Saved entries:
//! Matchmaking state machine
//!
//! The controller owns the one [`MatchmakingSession`] and the tick timer's
//! handle. It never sleeps: whoever drives it (the lobby service, or a test)
//! calls [`LobbyController::tick`] once per period while
//! [`LobbyController::ticker`] reports a running timer.

use rand::rngs::StdRng;
use rand::Rng;
use std::fmt;
use tracing::{debug, info};

use crate::lobby::constants::{game, timing};
use crate::lobby::invite;
use crate::lobby::session::{MatchmakingSession, Phase};
use crate::lobby::snapshot::{LobbySimulator, LobbySnapshot};
use crate::net::transport::TransportStatus;

/// Operations that drive the session
#[derive(Debug, Clone, Copy, PartialEq, Eq)]
pub enum Operation {
    StartSearch,
    InviteFriend,
    Cancel,
    Ready,
    Launch,
}

impl fmt::Display for Operation {
    fn fmt(&self, f: &mut fmt::Formatter<'_>) -> fmt::Result {
        let name = match self {
            Operation::StartSearch => "start_search",
            Operation::InviteFriend => "invite_friend",
            Operation::Cancel => "cancel",
            Operation::Ready => "ready",
            Operation::Launch => "launch",
        };
        f.write_str(name)
    }
}

/// Handle for the repeating tick timer
///
/// Each start gets a new generation so a driver can tell a restarted timer
/// from the one it is already running.
#[derive(Debug, Clone, Copy, PartialEq, Eq)]
pub enum Ticker {
    Stopped,
    Running { generation: u64 },
}

impl Ticker {
    pub fn is_running(&self) -> bool {
        matches!(self, Ticker::Running { .. })
    }
}

/// Display updates pushed to the presentation layer
#[derive(Debug, Clone, PartialEq)]
pub enum LobbyEvent {
    /// The session entered a new phase
    PhaseChanged(MatchmakingSession),
    /// One second elapsed in the current phase
    Tick(MatchmakingSession),
    /// The invited friend joined the waiting game
    FriendJoined(MatchmakingSession),
    /// The game should be opened at `url`
    Launched {
        session: MatchmakingSession,
        url: String,
    },
    /// Fresh lobby counters
    Snapshot(LobbySnapshot),
    /// Live transport state changed
    Transport(TransportStatus),
}

/// Lobby errors
#[derive(Debug, Clone, PartialEq, Eq, thiserror::Error)]
pub enum LobbyError {
    #[error("cannot {operation} while {phase}")]
    InvalidTransition { phase: Phase, operation: Operation },
}

/// Owner of the matchmaking session and its timer
pub struct LobbyController<R: Rng = StdRng> {
    session: MatchmakingSession,
    ticker: Ticker,
    generation: u64,
    simulator: LobbySimulator<R>,
}

impl<R: Rng> LobbyController<R> {
    pub fn new(simulator: LobbySimulator<R>) -> Self {
        Self {
            session: MatchmakingSession::idle(),
            ticker: Ticker::Stopped,
            generation: 0,
            simulator,
        }
    }

    pub fn session(&self) -> &MatchmakingSession {
        &self.session
    }

    pub fn phase(&self) -> Phase {
        self.session.phase
    }

    pub fn ticker(&self) -> Ticker {
        self.ticker
    }

    pub fn simulator_mut(&mut self) -> &mut LobbySimulator<R> {
        &mut self.simulator
    }

    /// Begin looking for an opponent
    pub fn start_search(&mut self) -> Result<Vec<LobbyEvent>, LobbyError> {
        self.check(Operation::StartSearch, self.phase().can_start_search())?;

        self.session = MatchmakingSession::searching(timing::SEARCH_SECONDS);
        self.start_ticker();
        info!("Matchmaking search {} started", self.session.id);

        Ok(vec![LobbyEvent::PhaseChanged(self.session.clone())])
    }

    /// Host an invite game and wait for a friend to join it
    pub fn invite_friend(&mut self) -> Result<Vec<LobbyEvent>, LobbyError> {
        self.check(Operation::InviteFriend, self.phase().can_start_search())?;

        let game_id = invite::game_id(&mut self.simulator);
        self.session = MatchmakingSession::waiting_for_friend(game_id, timing::FRIEND_CHECK_SECONDS);
        self.start_ticker();
        info!("Waiting for a friend in game {}", self.invite_game_id());

        Ok(vec![LobbyEvent::PhaseChanged(self.session.clone())])
    }

    /// Game id of the current invite, if any
    pub fn invite_game_id(&self) -> &str {
        self.session
            .invite
            .as_ref()
            .map_or("", |invite| invite.game_id.as_str())
    }

    /// Advance the running timer by one period
    ///
    /// A no-op (no events) whenever the timer is stopped.
    pub fn tick(&mut self) -> Vec<LobbyEvent> {
        if !self.ticker.is_running() {
            return Vec::new();
        }

        let phase = self.phase();
        if !matches!(
            phase,
            Phase::Searching | Phase::WaitingForFriend | Phase::Countdown
        ) {
            self.stop_ticker();
            return Vec::new();
        }

        self.session.remaining_seconds = self.session.remaining_seconds.saturating_sub(1);
        debug!("{} tick: {}s remaining", phase, self.session.remaining_seconds);

        let mut events = vec![LobbyEvent::Tick(self.session.clone())];
        if self.session.remaining_seconds > 0 {
            return events;
        }

        match phase {
            Phase::WaitingForFriend if self.session.players() < game::PARTY_SIZE => {
                events.extend(self.check_for_friend());
            }
            Phase::Searching | Phase::WaitingForFriend => {
                events.push(self.enter_match_found());
            }
            _ => events.extend(self.enter_launched()),
        }

        events
    }

    /// Abandon the search or match and return to Idle
    pub fn cancel(&mut self) -> Result<Vec<LobbyEvent>, LobbyError> {
        self.check(Operation::Cancel, self.phase().is_cancellable())?;

        self.stop_ticker();
        self.session.phase = Phase::Cancelled;
        let cancelled = self.session.clone();
        info!("Matchmaking session {} cancelled", cancelled.id);

        self.session = MatchmakingSession::idle();

        Ok(vec![
            LobbyEvent::PhaseChanged(cancelled),
            LobbyEvent::PhaseChanged(self.session.clone()),
        ])
    }

    /// Accept the found match and start the countdown
    pub fn ready(&mut self) -> Result<Vec<LobbyEvent>, LobbyError> {
        self.check(Operation::Ready, self.phase() == Phase::MatchFound)?;

        self.session.phase = Phase::Countdown;
        self.session.remaining_seconds = timing::COUNTDOWN_SECONDS;
        self.start_ticker();

        Ok(vec![LobbyEvent::PhaseChanged(self.session.clone())])
    }

    /// Launch right away, skipping whatever countdown is left
    pub fn launch(&mut self) -> Result<Vec<LobbyEvent>, LobbyError> {
        self.check(Operation::Launch, self.phase().can_launch())?;
        Ok(self.enter_launched())
    }

    /// The one check for the invited friend; a no-show leaves the host waiting
    fn check_for_friend(&mut self) -> Vec<LobbyEvent> {
        if !self.simulator.friend_joins() {
            self.stop_ticker();
            info!("Nobody joined game {} yet", self.invite_game_id());
            return Vec::new();
        }

        if let Some(invite) = self.session.invite.as_mut() {
            invite.players = game::PARTY_SIZE;
        }
        self.session.remaining_seconds = timing::FRIEND_JOIN_DELAY_SECONDS;
        info!("Friend joined game {}", self.invite_game_id());

        vec![LobbyEvent::FriendJoined(self.session.clone())]
    }

    fn enter_match_found(&mut self) -> LobbyEvent {
        self.stop_ticker();
        let opponent = self.simulator.opponent();
        info!("Match found against {} (rank {})", opponent.name, opponent.rank);
        self.session.opponent = Some(opponent);
        self.session.phase = Phase::MatchFound;
        self.session.remaining_seconds = timing::COUNTDOWN_SECONDS;
        LobbyEvent::PhaseChanged(self.session.clone())
    }

    fn enter_launched(&mut self) -> Vec<LobbyEvent> {
        self.stop_ticker();
        self.session.phase = Phase::Launched;
        self.session.remaining_seconds = 0;
        info!(
            "Launching match against {}",
            self.session.opponent_name().unwrap_or("unknown")
        );

        vec![
            LobbyEvent::PhaseChanged(self.session.clone()),
            LobbyEvent::Launched {
                session: self.session.clone(),
                url: game::GAME_PATH.to_string(),
            },
        ]
    }

    fn check(&self, operation: Operation, allowed: bool) -> Result<(), LobbyError> {
        if allowed {
            Ok(())
        } else {
            Err(LobbyError::InvalidTransition {
                phase: self.phase(),
                operation,
            })
        }
    }

    fn start_ticker(&mut self) {
        // A new generation invalidates whatever timer was running before
        self.generation += 1;
        self.ticker = Ticker::Running {
            generation: self.generation,
        };
    }

    fn stop_ticker(&mut self) {
        self.ticker = Ticker::Stopped;
    }
}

### AIM OF THE EXERCISE
All that should be written out is the stretch of lines above between the one holding "pub fn cancel(&mut" and the one holding "start the countdown", inclusive, exactly as given.

### TASK OUTPUT
    pub fn cancel(&mut self) -> Result<Vec<LobbyEvent>, LobbyError> {
        self.check(Operation::Cancel, self.phase().is_cancellable())?;

        self.stop_ticker();
        self.session.phase = Phase::Cancelled;
        let cancelled = self.session.clone();
        info!("Matchmaking session {} cancelled", cancelled.id);

        self.session = MatchmakingSession::idle();

        Ok(vec![
            LobbyEvent::PhaseChanged(cancelled),
            LobbyEvent::PhaseChanged(self.session.clone()),
        ])
    }

    /// Accept the found match and start the countdown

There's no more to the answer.